Доман в изнеможении опустился на изголовье. Мышко вышел на двор и вскочил на коня.

Яруха, вернувшись в светлицу, сейчас же подошла к постели больного. Заметив обнаженную грудь и лежавшие на полу тряпки, она всплеснула руками.

— А еще говоришь, что выздороветь хочется твоей милости, — начала старуха. — Баба пользует — ее и слушаться надо…

Раненый не выразил никакого сопротивления, когда знахарка по-прежнему приложила ему к груди мокрые тряпки и зелья. Разговор с Мышко обессилил его, он сейчас же заснул. В избе водворилась глубокая тишина.

Уже вечерело, когда Дюжий, стоя у ворот, приметил каких-то всадников, выезжавших из леса: их было четверо. Один, по-видимому, начальник, прямо направился к жилищу Домана. Издали Дюжий узнал его: то был Бумир, кмет, живущий почти у самого Гопла. Бумир, хотя и преклонных лет, но еще достаточно сильный, широкоплечий, обросший жиром, с руками и ногами громадной величины — своей наружностью напоминал свирепого зубра. Темные с легкой проседью волосы его окаймляли лицо совершенно круглое, отличительной чертой которого были: лягушачий рот и глаза. Доман, недолюбливавший Бумира, вообще знал его очень мало; зачем он теперь пожаловал, угадать было трудно. Бумир между тем со всеми людьми остановился у ворот.

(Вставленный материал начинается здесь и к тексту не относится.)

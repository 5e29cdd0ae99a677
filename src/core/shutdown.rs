//! # Cross-platform OS signal handling.
//!
//! [`wait_for_shutdown_signal`] completes when the process receives a
//! termination signal: `SIGINT`/`SIGTERM` on unix (plus Ctrl-C), Ctrl-C
//! elsewhere. Each call registers independent listeners.

/// Waits for a termination signal.
///
/// Returns `Ok(())` when any signal is received, or `Err` if signal
/// registration fails.
#[cfg(unix)]
pub async fn wait_for_shutdown_signal() -> std::io::Result<()> {
    use tokio::signal::unix::{signal, SignalKind};

    let mut sigint = signal(SignalKind::interrupt())?;
    let mut sigterm = signal(SignalKind::terminate())?;

    tokio::select! {
        _ = tokio::signal::ctrl_c() => {}
        _ = sigint.recv() => {}
        _ = sigterm.recv() => {}
    }
    Ok(())
}

/// Waits for a termination signal (Ctrl-C).
#[cfg(not(unix))]
pub async fn wait_for_shutdown_signal() -> std::io::Result<()> {
    tokio::signal::ctrl_c().await
}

Издревле существовавший обычай гостеприимства требовал: всех — милого и немилого принимать под кровлю хозяйского дома. Бумир и Дюжий поздоровались.

— Сбился я с пути, — начал Бумир, — дозвольте у вас отдохнуть. Намедни подняли парни мои оленя… послали вдогонку стрелу… ранили… а он, возьми да и умчись с нею в лес… Нечисть что ли какая сидела в звере, только… обошел он нас… Вторые вот сутки не можем выбраться: ходим да бродим по дебрям…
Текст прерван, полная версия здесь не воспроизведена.